I have found it effective to have a regular examination of her behavior and responsibilities from time to time. This is a session in which she can express if she has taken care of all her work throughout the week, or if there is anything she has not done. She can also take note of how her attitude has been, and if there is anything she needs to correct in her behavior toward you. It is not a punishment session, but it does emphasize her submission and the importance of her work for you. When I use them, I similarly have her kneeling before me and undressed just as I do for her spankings. She will call me sir, just as during discipline. I will end with loving encouragement and any extra instructions for her.
Remember, you are not looking for a reason to spank your wife. You are not making a list of rules for the sake of having rules — you are taking the reigns of leadership that you regularly need to take anyway, and you are also enforcing them, for your wife’s good and the good of the home. The whole purpose is to make the home and marriage godly, and to lead your wife in her goodness and virtue. It’s not simply to have rules. Those rules should nourish and sustain the household because they are good. They express your spiritual leadership and protection.
Many wives, if they are new to submission, will find that the early period is tough, and the adjustments take time. I know my wife had to accept a number of spankings early on for lateness, among other things. On the few occasions that she rose up in voice and was openly disrespectful, she learned over my knee that that is completely out of bounds, and not tolerated. There are wives that will certainly have trouble with being submissive to begin with, and will have to be discipline, instructed, and trained better over time. It can be done and it works. Women who have learned bad language from their upbringing or culture also may find the early period of discipline very tough, with spankings frequent. You can deal with a bad mouth with sound spanking, or soaping the mouth, which many would say is even worse than a spanking. You may have to bring her out of laziness or other bad habits in that first year or so too. She needs consistent discipline, along with instruction and encouragement.
Some husbands may find that using spanking as training will help their wives adjust, both to accepting leadership, and being given corporal punishment. These are spankings given only to teach the wife her submission and keep her general attitude in check. They are not for a specific offense. Within domestic discipline, many couples use training spankings, while many are against them. I advise that if there is a need, try them. Regardless if there is an infraction, a spanking can help a woman submit, and learn her man’s strength in a clear and strong way. For a new wife, or one who is having trouble with behavior for a time, many couples would say that training spankings help. They keep her focused on her husband, and what she needs to do.
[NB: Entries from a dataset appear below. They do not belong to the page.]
use std::sync::Arc;

use async_trait::async_trait;
use serde_json::json;
use sha1::{Digest, Sha1};

use crate::{
    course::CourseKey,
    errors::PartitionError,
    partitions::partition_models::{Group, PartitionId, User, UserPartition},
    schemes::{AssignmentTracker, PartitionScheme},
    user_tags::UserTagStore,
};

pub const RANDOM_SCHEME: &str = "random";
pub const ASSIGNED_USER_TO_PARTITION_EVENT: &str = "xmodule.partitions.assigned_user_to_partition";

const LONG_SCALE: u64 = 0xfffffffffffffff;

/// Spreads learners evenly over a partition's groups and remembers the
/// choice in the user's course tags.
pub struct RandomScheme {
    tag_store: Arc<UserTagStore>,
}

impl RandomScheme {
    pub fn new(tag_store: Arc<UserTagStore>) -> Self {
        RandomScheme { tag_store }
    }

    pub fn key_for_partition(partition_id: PartitionId) -> String {
        format!("xblock.partition_service.partition_{partition_id}")
    }

    /// Returns a float between 0 and 1 that is stable for the same course,
    /// partition and user, and uniformly distributed across users.
    pub fn get_hash(course_id: &CourseKey, partition_id: PartitionId, user: &User) -> f64 {
        let hash_key = format!("{}.{}.{}", course_id, partition_id, user.id);
        let mut hasher = Sha1::new();
        hasher.update(hash_key.as_bytes());
        let result = hasher.finalize();
        // only the leading 60 bits are used, so the value fits in LONG_SCALE
        let mut leading = [0u8; 8];
        leading.copy_from_slice(&result[..8]);
        let hash_val = u64::from_be_bytes(leading) >> 4;

        hash_val as f64 / LONG_SCALE as f64
    }

    fn choose_group<'a>(
        course_id: &CourseKey,
        partition: &'a UserPartition,
        user: &User,
    ) -> Option<&'a Group> {
        let hash = Self::get_hash(course_id, partition.id, user);
        let index = (hash * partition.groups.len() as f64) as usize;
        partition
            .groups
            .get(index.min(partition.groups.len().saturating_sub(1)))
    }
}

#[async_trait]
impl PartitionScheme for RandomScheme {
    fn name(&self) -> &str {
        RANDOM_SCHEME
    }

    async fn get_group_for_user(
        &self,
        course_id: &CourseKey,
        user: &User,
        partition: &UserPartition,
        assign: bool,
        tracker: Option<&(dyn AssignmentTracker + Send + Sync)>,
    ) -> Result<Option<Group>, PartitionError> {
        let partition_key = Self::key_for_partition(partition.id);
        let stored = self
            .tag_store
            .get_course_tag(user.id, course_id, &partition_key)
            .await?;

        if let Some(raw) = stored {
            match raw.parse::<i64>().ok().and_then(|id| partition.get_group(id)) {
                Some(group) => return Ok(Some(group.clone())),
                None => tracing::warn!(
                    "group {} not found in partition {} for user {}, reassigning",
                    raw,
                    partition.id,
                    user.id
                ),
            }
        }

        if !assign || partition.groups.is_empty() {
            return Ok(None);
        }

        let Some(group) = Self::choose_group(course_id, partition, user) else {
            return Ok(None);
        };

        self.tag_store
            .set_course_tag(user.id, course_id, &partition_key, group.id.to_string())
            .await?;

        tracing::debug!(
            user_id = user.id,
            partition_id = partition.id,
            group_id = group.id,
            "assigned user to partition group"
        );

        if let Some(tracker) = tracker {
            tracker.track(
                ASSIGNED_USER_TO_PARTITION_EVENT,
                json!({
                    "partition_id": partition.id,
                    "partition_name": partition.name,
                    "group_id": group.id,
                    "group_name": group.name,
                }),
            );
        }

        Ok(Some(group.clone()))
    }
}
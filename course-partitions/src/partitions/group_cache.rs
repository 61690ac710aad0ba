use std::collections::HashMap;
use std::sync::{Arc, Mutex};

use async_trait::async_trait;

use crate::{
    errors::PartitionError,
    partitions::partition_models::GroupId,
    redis::{Client, CustomRedisError},
};

/// Mapping-like store for resolved group ids. A cached `None` means the
/// user has no group in that partition, which is different from a miss.
///
/// `get` answers both questions in one read: `Ok(None)` is a miss and
/// `Ok(Some(None))` is a cached "no group".
#[async_trait]
pub trait RequestCache {
    async fn get(&self, key: &str) -> Result<Option<Option<GroupId>>, PartitionError>;
    async fn set(&self, key: &str, group_id: Option<GroupId>) -> Result<(), PartitionError>;

    async fn contains(&self, key: &str) -> Result<bool, PartitionError> {
        Ok(self.get(key).await?.is_some())
    }
}

/// Lives for a single request.
#[derive(Default)]
pub struct MemoryCache {
    entries: Mutex<HashMap<String, Option<GroupId>>>,
}

impl MemoryCache {
    pub fn new() -> Self {
        Self::default()
    }

    pub fn len(&self) -> usize {
        self.lock().len()
    }

    pub fn is_empty(&self) -> bool {
        self.lock().is_empty()
    }

    fn lock(&self) -> std::sync::MutexGuard<'_, HashMap<String, Option<GroupId>>> {
        match self.entries.lock() {
            Ok(guard) => guard,
            Err(poisoned) => poisoned.into_inner(),
        }
    }
}

#[async_trait]
impl RequestCache for MemoryCache {
    async fn get(&self, key: &str) -> Result<Option<Option<GroupId>>, PartitionError> {
        Ok(self.lock().get(key).copied())
    }

    async fn contains(&self, key: &str) -> Result<bool, PartitionError> {
        Ok(self.lock().contains_key(key))
    }

    async fn set(&self, key: &str, group_id: Option<GroupId>) -> Result<(), PartitionError> {
        self.lock().insert(key.to_string(), group_id);
        Ok(())
    }
}

/// Shares resolved group ids across requests through redis. Values are
/// stored as JSON so `null` survives the round trip.
pub struct RedisGroupCache {
    client: Arc<dyn Client + Send + Sync>,
    ttl_seconds: u64,
}

impl RedisGroupCache {
    pub fn new(client: Arc<dyn Client + Send + Sync>, ttl_seconds: u64) -> Self {
        RedisGroupCache {
            client,
            ttl_seconds,
        }
    }
}

#[async_trait]
impl RequestCache for RedisGroupCache {
    async fn get(&self, key: &str) -> Result<Option<Option<GroupId>>, PartitionError> {
        match self.client.get(key.to_string()).await {
            Ok(raw) => Ok(Some(serde_json::from_str(&raw)?)),
            Err(CustomRedisError::NotFound) => Ok(None),
            Err(e) => Err(e.into()),
        }
    }

    async fn set(&self, key: &str, group_id: Option<GroupId>) -> Result<(), PartitionError> {
        let serialized = serde_json::to_string(&group_id)?;
        self.client
            .set_ex(key.to_string(), serialized, self.ttl_seconds)
            .await?;
        Ok(())
    }
}
pub mod group_cache;
pub mod partition_lookup;
pub mod partition_models;
pub mod partition_service;
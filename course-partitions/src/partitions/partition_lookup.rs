use std::collections::HashMap;

use crate::{
    course::Course,
    partitions::partition_models::{PartitionId, UserPartition},
    schemes::{enrollment_track_scheme::ENROLLMENT_TRACK_SCHEME, SchemeRegistry},
};

pub const ENROLLMENT_TRACK_PARTITION_ID: PartitionId = 50;

/// Returns every partition of a course: the statically configured ones in
/// their configured order, followed by the dynamically generated ones.
pub fn get_course_user_partitions(course: &Course, registry: &SchemeRegistry) -> Vec<UserPartition> {
    let mut partitions = course.user_partitions.clone();
    partitions.extend(get_dynamic_partitions(course, registry));
    partitions
}

fn get_dynamic_partitions(course: &Course, registry: &SchemeRegistry) -> Vec<UserPartition> {
    create_enrollment_track_partition(course, registry)
        .into_iter()
        .collect()
}

fn create_enrollment_track_partition(
    course: &Course,
    registry: &SchemeRegistry,
) -> Option<UserPartition> {
    let Ok(scheme) = registry.get_scheme(ENROLLMENT_TRACK_SCHEME) else {
        tracing::warn!(
            "No '{}' scheme registered, enrollment track partition will not be created.",
            ENROLLMENT_TRACK_SCHEME
        );
        return None;
    };

    if let Some(existing) =
        get_partition_from_id(&course.user_partitions, ENROLLMENT_TRACK_PARTITION_ID)
    {
        tracing::warn!(
            "Cannot add '{}' partition, as ID {} is assigned to {}",
            ENROLLMENT_TRACK_SCHEME,
            ENROLLMENT_TRACK_PARTITION_ID,
            existing.name
        );
        return None;
    }

    let course_id = course.id.for_branch(None).to_string();

    Some(UserPartition::new(
        ENROLLMENT_TRACK_PARTITION_ID,
        "Enrollment Track Partition",
        "Partition for segmenting users by enrollment track",
        scheme.default_groups(),
        scheme,
        HashMap::from([("course_id".to_string(), course_id)]),
    ))
}

/// Finds the first partition with the given id.
pub fn get_partition_from_id(
    partitions: &[UserPartition],
    partition_id: PartitionId,
) -> Option<&UserPartition> {
    partitions.iter().find(|p| p.id == partition_id)
}
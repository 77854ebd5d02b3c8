//! Outbound seam: the gateway sends replies through this trait so tests can swap the LINE client out.

use crate::channels::inbound::ReplyToken;
use crate::reply::OutboundMessage;
use async_trait::async_trait;

/// Why a reply could not be delivered.
#[derive(Debug, Clone, PartialEq, Eq, thiserror::Error)]
pub enum DeliveryError {
    /// Connection, TLS, timeout or body read failure; no usable response.
    #[error("transport error: {0}")]
    Transport(String),
    /// The API answered with a non-2xx status.
    #[error("api returned {status}: {body}")]
    Rejected { status: u16, body: String },
}

/// Sends one reply (an ordered list of messages) for one reply token.
#[async_trait]
pub trait ReplyNotifier: Send + Sync {
    /// Exactly one attempt. Ok only when the remote accepted the whole reply.
    async fn send_reply(
        &self,
        reply_token: &ReplyToken,
        messages: &[OutboundMessage],
    ) -> Result<(), DeliveryError>;
}
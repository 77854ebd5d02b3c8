//! Gateway HTTP server: health probe and the LINE webhook.

use crate::channels::{LineChannel, PayloadRejection, ReplyNotifier, WebhookPayload};
use crate::config::{self, Config};
use crate::gateway::error::WebhookError;
use crate::gateway::throttle::{throttle_gate, RequestThrottle};
use crate::reply::select_reply;
use anyhow::{Context, Result};
use axum::{
    body::Bytes,
    extract::State,
    http::StatusCode,
    middleware,
    routing::{get, post},
    Router,
};
use std::net::SocketAddr;
use std::sync::Arc;

/// Shared state for request handling. Built once at startup; nothing in here is read from the
/// process environment.
#[derive(Clone)]
pub struct GatewayState {
    /// Sends the reply for an accepted webhook event.
    pub notifier: Arc<dyn ReplyNotifier>,
    /// Webhook rate limit counters (shared across clones).
    pub throttle: RequestThrottle,
}

impl GatewayState {
    pub fn new(notifier: Arc<dyn ReplyNotifier>, throttle: RequestThrottle) -> Self {
        Self { notifier, throttle }
    }
}

/// Build the router: `GET /` (never throttled) and `POST /webhook` behind the throttle.
/// Serve it with `into_make_service_with_connect_info::<SocketAddr>()`.
pub fn build_gateway_app(state: GatewayState) -> Router {
    let webhook = Router::new()
        .route("/webhook", post(line_webhook))
        .route_layer(middleware::from_fn_with_state(state.clone(), throttle_gate));
    Router::new()
        .route("/", get(health_http))
        .merge(webhook)
        .with_state(state)
}

/// Run the gateway server on config.gateway.bind:config.gateway.port.
/// Expects environment overrides to have been applied already (see [`config::apply_env_overrides`]).
/// Fails before binding when the LINE access token is missing or the config is invalid.
/// Blocks until shutdown (e.g. Ctrl+C).
pub async fn run_gateway(config: Config) -> Result<()> {
    config::validate(&config)?;
    let token = config::line_token(&config).context(
        "LINE access token not configured (set channels.line.accessToken or LINE_ACCESS_TOKEN)",
    )?;

    let line = LineChannel::new(token, &config.channels.line).context("building LINE client")?;
    let throttle = RequestThrottle::from_config(&config.rate_limit);
    log::info!(
        "webhook rate limit: {} request(s) per {}s per client",
        config.rate_limit.max_requests,
        config.rate_limit.window_secs
    );
    let app = build_gateway_app(GatewayState::new(Arc::new(line), throttle));

    let bind_addr = format!("{}:{}", config.gateway.bind.trim(), config.gateway.port);
    let listener = tokio::net::TcpListener::bind(&bind_addr)
        .await
        .with_context(|| format!("binding to {}", bind_addr))?;
    log::info!("gateway listening on http://{}", bind_addr);

    axum::serve(
        listener,
        app.into_make_service_with_connect_info::<SocketAddr>(),
    )
    .with_graceful_shutdown(shutdown_signal())
    .await
    .context("gateway server exited")?;
    log::info!("gateway stopped");
    Ok(())
}

/// Completes on SIGINT or SIGTERM. A signal that cannot be installed is logged and never fires.
async fn shutdown_signal() {
    let ctrl_c = async {
        if let Err(e) = tokio::signal::ctrl_c().await {
            log::error!("failed to install Ctrl+C handler: {}", e);
            std::future::pending::<()>().await;
        }
    };

    #[cfg(unix)]
    let terminate = async {
        match tokio::signal::unix::signal(tokio::signal::unix::SignalKind::terminate()) {
            Ok(mut sig) => {
                sig.recv().await;
            }
            Err(e) => {
                log::error!("failed to install SIGTERM handler: {}", e);
                std::future::pending::<()>().await;
            }
        }
    };

    #[cfg(not(unix))]
    let terminate = std::future::pending::<()>();

    tokio::select! {
        _ = ctrl_c => {},
        _ = terminate => {},
    }
    log::info!("shutdown signal received, draining connections");
}

fn malformed(reason: &'static str) -> WebhookError {
    log::error!("invalid request data: {}", reason);
    WebhookError::MalformedRequest(reason)
}

/// POST /webhook: validate the payload, reply to the first event, map the outcome to a status.
async fn line_webhook(
    State(state): State<GatewayState>,
    body: Bytes,
) -> Result<StatusCode, WebhookError> {
    // JSON only; form-encoded bodies are rejected like any other unparsable body.
    let payload: WebhookPayload = serde_json::from_slice(&body).map_err(|e| {
        log::debug!("webhook body did not parse: {}", e);
        malformed("body is not a valid webhook payload")
    })?;
    let (event, ignored) = payload
        .into_first_event()
        .map_err(|r: PayloadRejection| malformed(r.reason()))?;
    if ignored > 0 {
        // Only the first event of a batch is answered.
        log::debug!("ignoring {} additional event(s) in webhook batch", ignored);
    }

    let messages = select_reply(&event);
    match state.notifier.send_reply(&event.reply_token, &messages).await {
        Ok(()) => Ok(StatusCode::OK),
        Err(e) => {
            log::error!("failed to send message: {}", e);
            Err(WebhookError::DeliveryFailed(e))
        }
    }
}

/// GET /: liveness probe, empty body.
async fn health_http() -> StatusCode {
    StatusCode::OK
}
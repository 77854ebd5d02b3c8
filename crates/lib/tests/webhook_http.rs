//! Integration test: serve the gateway with a stub notifier and exercise every webhook outcome.

mod common;

use async_trait::async_trait;
use common::{start_gateway, text_event_body, DEFAULT_LIMIT};
use linehook::channels::{DeliveryError, ReplyNotifier, ReplyToken};
use linehook::gateway::{RateLimit, RATE_LIMIT_MESSAGE};
use linehook::reply::{OutboundMessage, FALLBACK_TEXT, GREETING_TEXT};
use std::sync::{Arc, Mutex};
use std::time::Duration;

/// Records every reply; fails with a transport error when `fail` is set.
#[derive(Default)]
struct StubNotifier {
    fail: bool,
    calls: Mutex<Vec<(String, Vec<OutboundMessage>)>>,
}

impl StubNotifier {
    fn failing() -> Self {
        Self {
            fail: true,
            ..Self::default()
        }
    }

    fn calls(&self) -> Vec<(String, Vec<OutboundMessage>)> {
        self.calls.lock().expect("calls lock").clone()
    }
}

#[async_trait]
impl ReplyNotifier for StubNotifier {
    async fn send_reply(
        &self,
        reply_token: &ReplyToken,
        messages: &[OutboundMessage],
    ) -> Result<(), DeliveryError> {
        self.calls
            .lock()
            .expect("calls lock")
            .push((reply_token.as_str().to_string(), messages.to_vec()));
        if self.fail {
            Err(DeliveryError::Transport("simulated connection reset".to_string()))
        } else {
            Ok(())
        }
    }
}

async fn post_webhook(addr: std::net::SocketAddr, body: String) -> reqwest::Response {
    reqwest::Client::new()
        .post(format!("http://{}/webhook", addr))
        .header("content-type", "application/json")
        .body(body)
        .send()
        .await
        .expect("POST /webhook")
}

#[tokio::test]
async fn health_probe_returns_ok_with_empty_body() {
    let addr = start_gateway(Arc::new(StubNotifier::default()), DEFAULT_LIMIT).await;
    let resp = reqwest::get(format!("http://{}/", addr)).await.expect("GET /");
    assert_eq!(resp.status(), 200);
    assert!(resp.text().await.expect("body").is_empty());
}

#[tokio::test]
async fn malformed_payloads_get_400_without_outbound_call() {
    let stub = Arc::new(StubNotifier::default());
    let addr = start_gateway(stub.clone(), DEFAULT_LIMIT).await;

    let bodies = [
        r#"{"events": []}"#,
        r#"{}"#,
        r#"{"events": [{"message": {"type": "text", "text": "hello"}}]}"#,
        r#"{"events": [{"replyToken": "", "message": {"type": "text", "text": "hello"}}]}"#,
        r#"not json"#,
        "events%5B0%5D%5BreplyToken%5D=tok1",
        "",
    ];
    for body in bodies {
        let resp = post_webhook(addr, body.to_string()).await;
        assert_eq!(resp.status(), 400, "body: {body:?}");
    }
    assert!(stub.calls().is_empty());
}

#[tokio::test]
async fn hello_event_is_answered_with_greeting() {
    let stub = Arc::new(StubNotifier::default());
    let addr = start_gateway(stub.clone(), DEFAULT_LIMIT).await;

    let resp = post_webhook(addr, text_event_body("tok1", "hello!").to_string()).await;
    assert_eq!(resp.status(), 200);
    assert_eq!(
        stub.calls(),
        vec![("tok1".to_string(), vec![OutboundMessage::text(GREETING_TEXT)])]
    );
}

#[tokio::test]
async fn only_first_event_of_a_batch_is_answered() {
    let stub = Arc::new(StubNotifier::default());
    let addr = start_gateway(stub.clone(), DEFAULT_LIMIT).await;

    let body = serde_json::json!({
        "events": [
            { "replyToken": "first", "message": { "type": "text", "text": "what?" } },
            { "replyToken": "second", "message": { "type": "text", "text": "hello" } }
        ]
    });
    let resp = post_webhook(addr, body.to_string()).await;
    assert_eq!(resp.status(), 200);
    assert_eq!(
        stub.calls(),
        vec![("first".to_string(), vec![OutboundMessage::text(FALLBACK_TEXT)])]
    );
}

#[tokio::test]
async fn delivery_failure_maps_to_500_without_detail() {
    let stub = Arc::new(StubNotifier::failing());
    let addr = start_gateway(stub.clone(), DEFAULT_LIMIT).await;

    let resp = post_webhook(addr, text_event_body("tok1", "hello!").to_string()).await;
    assert_eq!(resp.status(), 500);
    let body = resp.text().await.expect("body");
    assert!(!body.contains("simulated"), "leaked detail: {body}");
    assert_eq!(stub.calls().len(), 1);
}

#[tokio::test]
async fn repeated_event_is_sent_twice() {
    let stub = Arc::new(StubNotifier::default());
    let addr = start_gateway(stub.clone(), DEFAULT_LIMIT).await;

    for _ in 0..2 {
        let resp = post_webhook(addr, text_event_body("tok1", "Hello there").to_string()).await;
        assert_eq!(resp.status(), 200);
    }
    let calls = stub.calls();
    assert_eq!(calls.len(), 2);
    assert_eq!(calls[0], calls[1]);
}

#[tokio::test]
async fn eleventh_webhook_request_is_throttled_but_health_is_not() {
    let stub = Arc::new(StubNotifier::default());
    let addr = start_gateway(stub.clone(), DEFAULT_LIMIT).await;

    for i in 0..10 {
        let resp = post_webhook(addr, text_event_body("tok", "hi").to_string()).await;
        assert_eq!(resp.status(), 200, "request {}", i + 1);
    }
    let resp = post_webhook(addr, text_event_body("tok", "hi").to_string()).await;
    assert_eq!(resp.status(), 429);
    assert!(resp.headers().contains_key("retry-after"));
    assert_eq!(resp.text().await.expect("body"), RATE_LIMIT_MESSAGE);
    assert_eq!(stub.calls().len(), 10);

    for _ in 0..20 {
        let resp = reqwest::get(format!("http://{}/", addr)).await.expect("GET /");
        assert_eq!(resp.status(), 200);
    }
}

#[tokio::test]
async fn throttle_runs_before_validation() {
    let stub = Arc::new(StubNotifier::default());
    let limit = RateLimit {
        max_requests: 1,
        window: Duration::from_secs(60),
    };
    let addr = start_gateway(stub.clone(), limit).await;

    assert_eq!(post_webhook(addr, "{}".to_string()).await.status(), 400);
    assert_eq!(post_webhook(addr, "{}".to_string()).await.status(), 429);
    assert!(stub.calls().is_empty());
}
Be willing to go through these learning periods early on. Be willing to find it difficult. You are training a woman and refining her for her own good, and the rewards truly are incredible. Woman cleansed of pride, rebellion, or filth is a joy to admire. You will look upon your work with her and be delighted. She has grown of her own right in the Lord, but you have been the one guiding her, feeding her soul, correcting her. You should want to gaze upon a mature, faithful, beautiful daughter of God.